The president has denied calling fallen soldiers “losers and suckers,” even though it has been corroborated by four news agencies, including Fox News. A few additional reasons to believe the comments were made are his on-the-record comments about Senator John McCain only being a hero because he was captured, plus calling him a “loser” and not wanting to lower flags to half-staff when he died. He took on a Gold Star family who had the temerity to criticize him. And, his favorite name calling word for critics is “losers.” Apparently, he has used such expressions on more than one occasion, saying soldiers who fought in Vietnam were “suckers” per a Fox News report. I guess he is forgetting that “draft” thing and how he avoided going.

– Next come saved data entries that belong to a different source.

use std::collections::{BTreeMap, BTreeSet};
use std::sync::Arc;

use revkeep_core_types::{ObjectKey, RevisionId, TypeName, VersionId};

use super::{RecordStore, VersionStore};
use crate::errors::{Result, RevkeepError};
use crate::model::{
    Catalog, FieldValue, MetaRecord, Record, Revision, RevisionDraft, Version, WindowQuery,
};

/// In-memory store for live records and revision history
///
/// Not thread-safe (no Arc/RwLock); each context owns its store or wraps it
/// itself. Used by the test suites and for embedding.
#[derive(Debug, Clone)]
pub struct MemoryStore {
    catalog: Arc<Catalog>,
    /// Live records keyed by (storage type, key)
    records: BTreeMap<(TypeName, ObjectKey), BTreeMap<String, FieldValue>>,
    next_key: i64,
    revisions: BTreeMap<RevisionId, Revision>,
    versions: BTreeMap<VersionId, Version>,
    meta: BTreeMap<RevisionId, Vec<MetaRecord>>,
    next_revision: i64,
    next_version: i64,
}

impl MemoryStore {
    /// Create a new empty store
    pub fn new(catalog: Arc<Catalog>) -> Self {
        Self {
            catalog,
            records: BTreeMap::new(),
            next_key: 1,
            revisions: BTreeMap::new(),
            versions: BTreeMap::new(),
            meta: BTreeMap::new(),
            next_revision: 1,
            next_version: 1,
        }
    }

    pub fn catalog(&self) -> &Catalog {
        &self.catalog
    }

    /// Number of committed revisions
    pub fn revision_count(&self) -> usize {
        self.revisions.len()
    }

    /// Number of committed versions
    pub fn version_count(&self) -> usize {
        self.versions.len()
    }

    fn slot(&self, type_name: &TypeName, key: ObjectKey) -> (TypeName, ObjectKey) {
        (self.catalog.storage_type(type_name), key)
    }
}

impl RecordStore for MemoryStore {
    fn get(&self, type_name: &TypeName, key: ObjectKey) -> Result<Option<Record>> {
        Ok(self
            .records
            .get(&self.slot(type_name, key))
            .map(|fields| Record {
                type_name: type_name.clone(),
                key: Some(key),
                fields: fields.clone(),
            }))
    }

    fn save(&mut self, record: &mut Record) -> Result<()> {
        let key = match record.key {
            Some(key) => {
                self.next_key = self.next_key.max(key.get() + 1);
                key
            }
            None => {
                let key = ObjectKey::new(self.next_key);
                self.next_key += 1;
                record.key = Some(key);
                key
            }
        };
        let slot = self.slot(&record.type_name, key);
        self.records.insert(slot, record.fields.clone());
        Ok(())
    }

    fn remove(&mut self, type_name: &TypeName, key: ObjectKey) -> Result<bool> {
        let slot = self.slot(type_name, key);
        Ok(self.records.remove(&slot).is_some())
    }

    fn referencing(&self, source: &TypeName, field: &str, key: ObjectKey) -> Result<Vec<Record>> {
        let storage = self.catalog.storage_type(source);
        Ok(self
            .records
            .iter()
            .filter(|((type_name, _), _)| *type_name == storage)
            .filter(|(_, fields)| match fields.get(field) {
                Some(FieldValue::Ref(target)) => *target == key,
                Some(FieldValue::RefSet(targets)) => targets.contains(&key),
                _ => false,
            })
            .map(|((_, k), fields)| Record {
                type_name: source.clone(),
                key: Some(*k),
                fields: fields.clone(),
            })
            .collect())
    }
}

impl VersionStore for MemoryStore {
    fn commit_revision(&mut self, draft: RevisionDraft) -> Result<Revision> {
        if draft.versions.is_empty() {
            return Err(RevkeepError::EmptyRevision);
        }

        // Build everything first so a failure leaves the store untouched
        let revision = Revision {
            id: RevisionId::new(self.next_revision),
            created_at: draft.created_at,
            user: draft.user,
            comment: draft.comment,
        };
        let versions: Vec<Version> = draft
            .versions
            .into_iter()
            .enumerate()
            .map(|(offset, v)| Version {
                id: VersionId::new(self.next_version + offset as i64),
                revision_id: revision.id,
                object_key: v.object_key,
                type_name: v.type_name,
                format: v.format,
                serialized_data: v.serialized_data,
                object_repr: v.object_repr,
                action: v.action,
            })
            .collect();

        self.next_revision += 1;
        self.next_version += versions.len() as i64;
        for version in versions {
            self.versions.insert(version.id, version);
        }
        self.meta.insert(revision.id, draft.meta);
        self.revisions.insert(revision.id, revision.clone());
        Ok(revision)
    }

    fn revision(&self, id: RevisionId) -> Result<Option<Revision>> {
        Ok(self.revisions.get(&id).cloned())
    }

    fn revision_versions(&self, id: RevisionId) -> Result<Vec<Version>> {
        Ok(self
            .versions
            .values()
            .filter(|v| v.revision_id == id)
            .cloned()
            .collect())
    }

    fn revision_meta(&self, id: RevisionId) -> Result<Vec<MetaRecord>> {
        Ok(self.meta.get(&id).cloned().unwrap_or_default())
    }

    fn version(&self, id: VersionId) -> Result<Option<Version>> {
        Ok(self.versions.get(&id).cloned())
    }

    fn object_versions(&self, type_name: &TypeName, key: ObjectKey) -> Result<Vec<Version>> {
        Ok(self
            .versions
            .values()
            .filter(|v| v.type_name == *type_name && v.object_key == key)
            .cloned()
            .collect())
    }

    fn history_window(&self, query: &WindowQuery) -> Result<Vec<Version>> {
        let in_scope = |v: &Version| match &query.scope {
            Some((types, key)) => v.object_key == *key && types.contains(&v.type_name),
            None => true,
        };
        let below_bound = |v: &Version| query.up_to.map_or(true, |up_to| v.revision_id <= up_to);

        let revision_ids: BTreeSet<RevisionId> = self
            .versions
            .values()
            .filter(|v| in_scope(v) && below_bound(v))
            .map(|v| v.revision_id)
            .collect::<BTreeSet<_>>()
            .into_iter()
            .rev()
            .take(query.limit)
            .collect();

        let mut window: Vec<Version> = self
            .versions
            .values()
            .filter(|v| revision_ids.contains(&v.revision_id))
            .cloned()
            .collect();
        window.sort_by(|a, b| {
            a.object_key
                .cmp(&b.object_key)
                .then_with(|| a.type_name.cmp(&b.type_name))
                .then_with(|| b.id.cmp(&a.id))
        });
        Ok(window)
    }

    fn object_keys_for_type(&self, type_name: &TypeName) -> Result<Vec<ObjectKey>> {
        let keys: BTreeSet<ObjectKey> = self
            .versions
            .values()
            .filter(|v| v.type_name == *type_name)
            .map(|v| v.object_key)
            .collect();
        Ok(keys.into_iter().collect())
    }

    fn delete_revision(&mut self, id: RevisionId) -> Result<bool> {
        if self.revisions.remove(&id).is_none() {
            return Ok(false);
        }
        self.versions.retain(|_, v| v.revision_id != id);
        self.meta.remove(&id);
        Ok(true)
    }
}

PBS Newshour had an excellent report on the Australia, UK and Switzerland response to the COVID-19 pandemic. They have each handled it better than the US, with the UK having to wait some on its Prime Minister’s initial cavalier attitude to change (until he was infected). The keys are telling folks the truth, leaders not doubting the science, and central management of the problem. Having national healthcare, helped as it took the issue off the table who will pay for things. Sadly, the US crossed 187,000 COVID-19 deaths yesterday. Trump gets good marks for funding the vaccine research and this new simplified testing release, but overall his mishandling and misinformation has contributed to our poor results. Too many Americans do not take this seriously enough, starting with the president.

On the good news side, 1.4 million people went back to work in August, lowering the unemployment rate to 8.4%. Economists are pleased, but cautious as the number includes 238,000 temporary Census workers and the numbers are expected to fall off again. One economist from Grant Thornton noted, the unemployment rate is actually closer to 10%. And, many economists worry about that cavalier COVID-19 attitude above, where some think reopening things means returning to normal. It does not.

Finally, we saw two visits to Kenosha by the presidential candidates. One stood in front of a burnt building, while the other visited with the victim, his family and community. The latter sat down with members of the community and listened. As Jonathan Capeheart and David Brooks said in the weekly review on PBS Newshour, one candidate’s visit was political, while the other was presidential. The presidential one was done by the one who is not president. Brooks noted it is good that Biden is condemning violence and looting saying they are not protesting. That needs to be said, as protecting people, their homes and their businesses is important, as well. It is not an either/ or paradigm as the president points out. We need better and fair policing that supports all in the community.